The Summer 2020 Preview Guide

How would you rate episode 1 of
Gibiate ?

What is this?

In the year 2030, a young girl named Kathleen Funada has joined a ragtag group of survivors to navigate the post-apocalyptic ruins of Sumida, Tokyo. For two years, the remains of human civilization have been fighting the Gibia, former humans who were transformed into monstrous beasts that can infect others with their venom. The search for a cure to the Gibia infection becomes even more complicated with the sudden arrival of Sensui Kanzaki and Kenroku Sanada, a samurai and a shinobi from the Tokugawa period who were transported without warning nearly five centuries into the future. Why were these ancient Japanese warriors flung into such a terrifying and strange new time, and what is their connection to the Gibia that ravage the land? There are plenty of mysteries Kathleen, Sensui, and Kenroku will have to solve, but they'll need to figure out how to survive this nightmarish world first.

Gibate is an original anime that will stream on Crunchyroll on Wednesdays. The review copy of the premiere was provided by the GIBIATE PROJECT Production Committee.

How was the first episode?

Nick Creamer

Gibiate's biggest claim to fame coming into this season was its character designer: Yoshitaka Amano. After gaining immense fame for his early Final Fantasy designs, Amano has expanded his work into a variety of fields, and is at this point one of the most beloved illustrators in Japan. That said, Amano's style is incredibly rich in details and composed of copious, delicate linework, two things that are almost impossible to translate into fluid animation. So how do Amano's contributions fare?

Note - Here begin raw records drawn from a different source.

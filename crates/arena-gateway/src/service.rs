//! Gateway service - binds the listener and serves the router.

use crate::domain::config::GatewayConfig;
use crate::domain::error::GatewayError;
use crate::handlers;
use crate::middleware::create_cors_layer;
use arena_core::CoreServices;
use axum::routing::{get, post};
use axum::Router;
use tokio::sync::oneshot;
use tower::ServiceBuilder;
use tower_http::limit::RequestBodyLimitLayer;
use tower_http::timeout::TimeoutLayer;
use tower_http::trace::TraceLayer;
use tracing::info;

/// Application state shared across handlers.
#[derive(Clone)]
pub struct AppState {
    pub services: CoreServices,
}

/// Gateway service state.
pub struct GatewayService {
    config: GatewayConfig,
    state: AppState,
    shutdown_tx: Option<oneshot::Sender<()>>,
}

impl GatewayService {
    /// Create a new gateway over the given core services.
    pub fn new(config: GatewayConfig, services: CoreServices) -> Result<Self, GatewayError> {
        config
            .validate()
            .map_err(|e| GatewayError::Config(e.to_string()))?;
        Ok(Self {
            config,
            state: AppState { services },
            shutdown_tx: None,
        })
    }

    /// Build the HTTP router. Public so tests can drive the full stack
    /// without a socket.
    pub fn router(&self) -> Router {
        // `CorsLayer` and `TimeoutLayer` both synthesize empty response bodies,
        // so each requires its inner `ResBody: Default`. `TraceLayer` and
        // `RequestBodyLimitLayer` rewrap the body in their own non-`Default`
        // types. The `map_response` calls below normalize the body back to
        // `axum::body::Body` (which is `Default`) directly beneath each of those
        // two consumers. This is a pure type normalization: the response bytes,
        // the layer order, and runtime behavior are all unchanged.
        let middleware = ServiceBuilder::new()
            .layer(create_cors_layer(&self.config.cors))
            .map_response(|res: axum::http::Response<_>| res.map(axum::body::Body::new))
            .layer(TraceLayer::new_for_http())
            .layer(TimeoutLayer::new(self.config.timeouts.request))
            .map_response(|res: axum::http::Response<_>| res.map(axum::body::Body::new))
            .layer(RequestBodyLimitLayer::new(self.config.limits.max_request_size));

        Router::new()
            .route("/api/tournaments", get(handlers::list_tournaments))
            .route("/api/claim-reward", post(handlers::claim_reward))
            .route("/api/redeem-referral", post(handlers::redeem_referral))
            .route("/api/join-tournament", post(handlers::join_tournament))
            .route("/health", get(handlers::health))
            .layer(middleware)
            .with_state(self.state.clone())
    }

    /// Start serving. Returns once a shutdown is triggered or the server
    /// fails.
    pub async fn start(&mut self) -> Result<(), GatewayError> {
        let addr = self.config.http_addr();
        let (shutdown_tx, shutdown_rx) = oneshot::channel();
        self.shutdown_tx = Some(shutdown_tx);

        let listener = tokio::net::TcpListener::bind(addr)
            .await
            .map_err(|e| GatewayError::Bind(e.to_string()))?;
        info!(addr = %addr, "Starting HTTP server");

        axum::serve(listener, self.router())
            .with_graceful_shutdown(async move {
                let _ = shutdown_rx.await;
            })
            .await
            .map_err(|e| GatewayError::Internal(e.to_string()))?;

        info!("HTTP server stopped");
        Ok(())
    }

    /// Trigger graceful shutdown.
    pub fn shutdown(&mut self) {
        if let Some(tx) = self.shutdown_tx.take() {
            let _ = tx.send(());
        }
    }
}
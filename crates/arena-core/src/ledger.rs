//! Ledger writer: appends immutable history records.

use crate::paths;
use arena_store::{DocumentStore, CHILD_KEY};
use serde_json::json;
use shared_types::{DiamondAmount, RecordKind, WorkflowError};
use std::sync::Arc;
use tracing::debug;

/// Appends one `HistoryRecord` per wallet-affecting event under
/// `walletHistory/{uid}`. Records are never updated or deleted.
#[derive(Clone)]
pub struct LedgerWriter {
    store: Arc<dyn DocumentStore>,
}

impl LedgerWriter {
    pub fn new(store: Arc<dyn DocumentStore>) -> Self {
        Self { store }
    }

    /// Append exactly one record and return its store-assigned key.
    ///
    /// The record embeds its own key (`id`) and a store-assigned timestamp,
    /// so ordering never depends on this process's clock. A store failure
    /// propagates to the caller, which decides whether the surrounding
    /// workflow still counts as successful.
    pub async fn record(
        &self,
        user_id: &str,
        amount: DiamondAmount,
        method: &str,
        kind: RecordKind,
        status: &str,
        transaction_id: &str,
    ) -> Result<String, WorkflowError> {
        let history = paths::history(user_id)?;
        let record = json!({
            "amount": amount,
            "id": CHILD_KEY,
            "method": method,
            "status": status,
            "timestamp": self.store.server_timestamp(),
            "transactionId": transaction_id,
            "type": kind.to_string(),
            "userId": user_id,
        });
        let key = self.store.append_child(&history, record).await?;
        debug!(user_id, amount, kind = %kind, key = %key, "history record appended");
        Ok(key)
    }
}
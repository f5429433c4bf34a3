//! Store adapters.
//!
//! `FirebaseRtdb` speaks the RTDB REST protocol and is the production
//! backend; `MemoryStore` implements the same port over an in-process JSON
//! tree for tests.

pub mod firebase;
pub mod memory;

pub use firebase::FirebaseRtdb;
pub use memory::MemoryStore;

use crate::ports::CHILD_KEY;
use serde_json::Value;
use std::time::{SystemTime, UNIX_EPOCH};

/// Current epoch milliseconds. Clock-before-epoch returns 0 rather than
/// panicking; this should never happen in practice.
pub(crate) fn now_millis() -> i64 {
    SystemTime::now()
        .duration_since(UNIX_EPOCH)
        .map(|d| d.as_millis() as i64)
        .unwrap_or(0)
}

/// Generate a push key: a millisecond timestamp prefix keeps keys sortable
/// by creation time (the property tournament/history listings rely on), a
/// random suffix keeps them unique. Both adapters generate keys client-side,
/// the same way the hosted store's SDK does.
pub(crate) fn push_key() -> String {
    let suffix = uuid::Uuid::new_v4().simple().to_string();
    format!("-{:011x}{}", now_millis(), &suffix[..8])
}

/// Replace every field equal to the [`CHILD_KEY`] sentinel with the
/// generated key, at any depth.
pub(crate) fn substitute_child_key(value: &mut Value, key: &str) {
    match value {
        Value::String(s) if s == CHILD_KEY => *value = Value::String(key.to_string()),
        Value::Object(map) => {
            for child in map.values_mut() {
                substitute_child_key(child, key);
            }
        }
        Value::Array(items) => {
            for child in items.iter_mut() {
                substitute_child_key(child, key);
            }
        }
        _ => {}
    }
}
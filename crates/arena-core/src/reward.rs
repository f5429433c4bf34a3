//! Game reward claims.

use crate::ledger::LedgerWriter;
use crate::wallet::WalletService;
use shared_types::{DiamondAmount, RecordKind, WorkflowError};
use tracing::{info, warn};

/// App subtitle shown for a claimed game reward.
const METHOD_GAME_REWARD: &str = "Game Zone Win";

/// Credits the fixed game reward and records it.
///
/// No eligibility check beyond a usable user id: the claim is gated
/// client-side by game completion, and any caller who can produce a uid
/// can claim repeatedly.
#[derive(Clone)]
pub struct RewardService {
    wallet: WalletService,
    ledger: LedgerWriter,
    amount: DiamondAmount,
}

impl RewardService {
    pub fn new(wallet: WalletService, ledger: LedgerWriter, amount: DiamondAmount) -> Self {
        Self {
            wallet,
            ledger,
            amount,
        }
    }

    /// Credit the reward, then append the Reward record. The credit is not
    /// rolled back if the record write fails; the request surfaces the
    /// failure after logging it.
    pub async fn claim(&self, uid: &str) -> Result<DiamondAmount, WorkflowError> {
        self.wallet.credit(uid, self.amount).await?;

        if let Err(err) = self
            .ledger
            .record(uid, self.amount, METHOD_GAME_REWARD, RecordKind::Reward, "approved", "")
            .await
        {
            warn!(uid, error = %err, "reward credited but history write failed");
            return Err(err);
        }

        info!(uid, amount = self.amount, "game reward claimed");
        Ok(self.amount)
    }
}

#[cfg(test)]
mod tests {
    use super::*;
    use crate::paths;
    use arena_store::MemoryStore;
    use std::sync::Arc;

    fn service(amount: DiamondAmount) -> (Arc<MemoryStore>, RewardService) {
        let store = Arc::new(MemoryStore::new());
        let reward = RewardService::new(
            WalletService::new(store.clone()),
            LedgerWriter::new(store.clone()),
            amount,
        );
        (store, reward)
    }

    #[tokio::test]
    async fn test_claim_credits_and_records() {
        let (store, reward) = service(10);
        let credited = reward.claim("u1").await.unwrap();
        assert_eq!(credited, 10);

        let balance = store
            .snapshot(&paths::balance("u1").unwrap())
            .unwrap()
            .unwrap();
        assert_eq!(balance, serde_json::json!(10));

        let history = store
            .snapshot(&paths::history("u1").unwrap())
            .unwrap()
            .unwrap();
        let records = history.as_object().unwrap();
        assert_eq!(records.len(), 1);
        let record = records.values().next().unwrap();
        assert_eq!(record["method"], "Game Zone Win");
        assert_eq!(record["type"], "Reward");
        assert_eq!(record["amount"], 10);
    }

    #[tokio::test]
    async fn test_repeat_claims_are_allowed() {
        let (store, reward) = service(10);
        reward.claim("u1").await.unwrap();
        reward.claim("u1").await.unwrap();
        reward.claim("u1").await.unwrap();

        let balance = store
            .snapshot(&paths::balance("u1").unwrap())
            .unwrap()
            .unwrap();
        assert_eq!(balance, serde_json::json!(30));
    }
}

Unfortunately, about as well as you'd expect. In Gibiate, Amano's art is simplified to the point where it's largely indistinguishable from most generic anime characters; and unfortunately, Gibiate itself is largely indistinguishable from most generic anime. Presenting a world where humanity has fallen beneath a plague that transforms people into low-resolution CG monstrosities, Gibiate spends its first episode half on exposition, and half on transporting a pair of samurai swordsmen to its post- apocalyptic present. A terribly composed action scene ensues, and eventually, our swordsmen meet up with a young woman who's intent on developing a vaccine for CG Monsteritis.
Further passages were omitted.